TASK DIRECTIONS: A line below contains "for id in doc.query_selector_all(selector)", and a later one contains "Publish discovery and". Repeat both, with every line between them, exactly.

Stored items
//! Discovery loop - finds compose roots and attaches one watcher to each
//!
//! # Architecture
//!
//! ```text
//!   initial delay ──┐
//!   body changes  ──┼──▶ run() ──▶ candidates ──▶ sweep ──▶ attach watcher
//!   poll interval ──┘              (selectors)      (once per root)
//! ```
//!
//! All triggers converge on `run()` inside the single `serve()` task, so runs
//! never overlap. The processed map owned by the loop is the only record of
//! which roots already have a watcher; nothing is written onto host nodes.
//! Entries whose root left the document are pruned at the start of each run.

use crate::config::Config;
use crate::dom::{lock_document, Document, NodeId, Selector, SharedDocument};
use crate::events::{self, EventSink, SweepEvent, SweepTrigger};
use crate::heuristics::HeuristicSet;
use crate::sweeper::{SweepReport, TreeSweeper};
use crate::watcher::{ChangeWatcher, WatcherHandle};
use chrono::Utc;
use std::collections::{HashMap, HashSet};
use std::sync::Arc;
use std::time::Duration;
use tokio::time::{Instant, MissedTickBehavior};

/// Parse selector strings, skipping (and warning about) invalid ones
pub fn compile_selectors(sources: &[String]) -> Vec<Selector> {
    sources
        .iter()
        .filter_map(|source| match Selector::parse(source) {
            Ok(selector) => Some(selector),
            Err(e) => {
                tracing::warn!("Skipping invalid selector '{}': {}", source, e);
                None
            }
        })
        .collect()
}

/// Every connected element matching any selector, each reported once with
/// the first selector that found it
pub fn find_candidates<'s>(doc: &Document, selectors: &'s [Selector]) -> Vec<(NodeId, &'s str)> {
    let mut seen = HashSet::new();
    let mut candidates = Vec::new();
    for selector in selectors {
        for id in doc.query_selector_all(selector) {
            if seen.insert(id) {
                candidates.push((id, selector.as_str()));
            }
        }
    }
    candidates
}

pub struct DiscoveryLoop {
    document: SharedDocument,
    selectors: Vec<Selector>,
    sweeper: Arc<TreeSweeper>,
    watcher: ChangeWatcher,
    events: Option<EventSink>,
    /// Processed marks: root → its running watcher
    processed: HashMap<NodeId, WatcherHandle>,
    initial_delay: Duration,
    poll_interval: Duration,
}

impl DiscoveryLoop {
    pub fn new(document: SharedDocument, heuristics: Arc<HeuristicSet>, config: &Config) -> Self {
        let sweeper = Arc::new(TreeSweeper::new(heuristics));
        let watcher = ChangeWatcher::new(document.clone(), sweeper.clone(), &config.watcher);

        Self {
            document,
            selectors: compile_selectors(&config.discovery.selectors),
            sweeper,
            watcher,
            events: None,
            processed: HashMap::new(),
            initial_delay: config.discovery.initial_delay(),
            poll_interval: config.discovery.poll_interval(),
        }
    }

    /// Publish discovery and watcher events on `sink`
    pub fn with_events(mut self, sink: EventSink) -> Self {
        self.watcher = self.watcher.with_events(sink.clone());
        self.events = Some(sink);
        self
    }

    #[cfg(test)]
    pub fn is_processed(&self, root: NodeId) -> bool {
        self.processed.contains_key(&root)
    }

    #[cfg(test)]
    pub fn processed_count(&self) -> usize {
        self.processed.len()
    }

    /// One discovery pass. Returns how many roots were newly attached.
    ///
    /// Roots already in the processed map are skipped, so any number of runs
    /// leaves at most one watcher per root. Must be called from within a tokio
    /// runtime.
    pub fn run(&mut self) -> usize {
        let swept: Vec<(NodeId, &str, SweepReport)> = {
            let document = self.document.clone();
            let mut doc = lock_document(&document);

            self.prune(&mut doc);

            let mut swept = Vec::new();
            for (root, selector) in find_candidates(&doc, &self.selectors) {
                // an earlier candidate's sweep may have removed this one
                if self.processed.contains_key(&root) || !doc.contains(root) {
                    continue;
                }
                let report = self.sweeper.sweep(&mut doc, root);
                swept.push((root, selector, report));
            }
            swept
        };

        let attached = swept.len();
        for (root, selector, report) in swept {
            let handle = self.watcher.attach(root);
            self.processed.insert(root, handle);

            tracing::info!(
                root = %root,
                selector,
                removed = report.removed_count(),
                "Attached to compose root"
            );
            events::publish(
                self.events.as_ref(),
                std::iter::once(SweepEvent::RootAttached {
                    timestamp: Utc::now(),
                    root,
                    selector: selector.to_string(),
                })
                .chain(SweepEvent::from_report(&report, SweepTrigger::Discovery, 0)),
            );
        }

        if attached > 0 {
            tracing::debug!(
                attached,
                processed = self.processed.len(),
                "Discovery run complete"
            );
        }
        attached
    }

    /// Drop marks (and watchers) whose root is no longer in the document
    fn prune(&mut self, doc: &mut Document) {
        let gone: Vec<NodeId> = self
            .processed
            .keys()
            .filter(|root| !doc.is_connected(**root))
            .copied()
            .collect();

        for root in gone {
            if let Some(handle) = self.processed.remove(&root) {
                handle.detach(doc);
            }
            tracing::info!(root = %root, "Compose root closed, releasing");
            events::publish(
                self.events.as_ref(),
                [SweepEvent::RootReleased {
                    timestamp: Utc::now(),
                    root,
                }],
            );
        }
    }

    /// Run until the document stops delivering change notifications.
    ///
    /// Triggers a run after the initial delay, on every batch of whole-document
    /// changes, and on each poll tick.
    pub async fn serve(mut self) {
        let (_observer, mut changes) = {
            let mut doc = lock_document(&self.document);
            let body = doc.body();
            doc.observe(body)
        };

        let initial = tokio::time::sleep(self.initial_delay);
        tokio::pin!(initial);
        let mut initial_done = false;

        let mut ticker =
            tokio::time::interval_at(Instant::now() + self.poll_interval, self.poll_interval);
        ticker.set_missed_tick_behavior(MissedTickBehavior::Skip);

        tracing::info!(
            selectors = self.selectors.len(),
            initial_delay_ms = self.initial_delay.as_millis() as u64,
            poll_interval_ms = self.poll_interval.as_millis() as u64,
            "Monitoring for compose roots"
        );

        loop {
            tokio::select! {
                _ = &mut initial, if !initial_done => {
                    initial_done = true;
                    self.run();
                }
                record = changes.recv() => {
                    if record.is_none() {
                        break;
                    }
                    while changes.try_recv().is_ok() {}
                    self.run();
                }
                _ = ticker.tick() => {
                    self.run();
                }
            }
        }

        tracing::debug!("Discovery loop stopped");
    }
}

RESPONSE BOX:
        for id in doc.query_selector_all(selector) {
            if seen.insert(id) {
                candidates.push((id, selector.as_str()));
            }
        }
    }
    candidates
}

pub struct DiscoveryLoop {
    document: SharedDocument,
    selectors: Vec<Selector>,
    sweeper: Arc<TreeSweeper>,
    watcher: ChangeWatcher,
    events: Option<EventSink>,
    /// Processed marks: root → its running watcher
    processed: HashMap<NodeId, WatcherHandle>,
    initial_delay: Duration,
    poll_interval: Duration,
}

impl DiscoveryLoop {
    pub fn new(document: SharedDocument, heuristics: Arc<HeuristicSet>, config: &Config) -> Self {
        let sweeper = Arc::new(TreeSweeper::new(heuristics));
        let watcher = ChangeWatcher::new(document.clone(), sweeper.clone(), &config.watcher);

        Self {
            document,
            selectors: compile_selectors(&config.discovery.selectors),
            sweeper,
            watcher,
            events: None,
            processed: HashMap::new(),
            initial_delay: config.discovery.initial_delay(),
            poll_interval: config.discovery.poll_interval(),
        }
    }

    /// Publish discovery and watcher events on `sink`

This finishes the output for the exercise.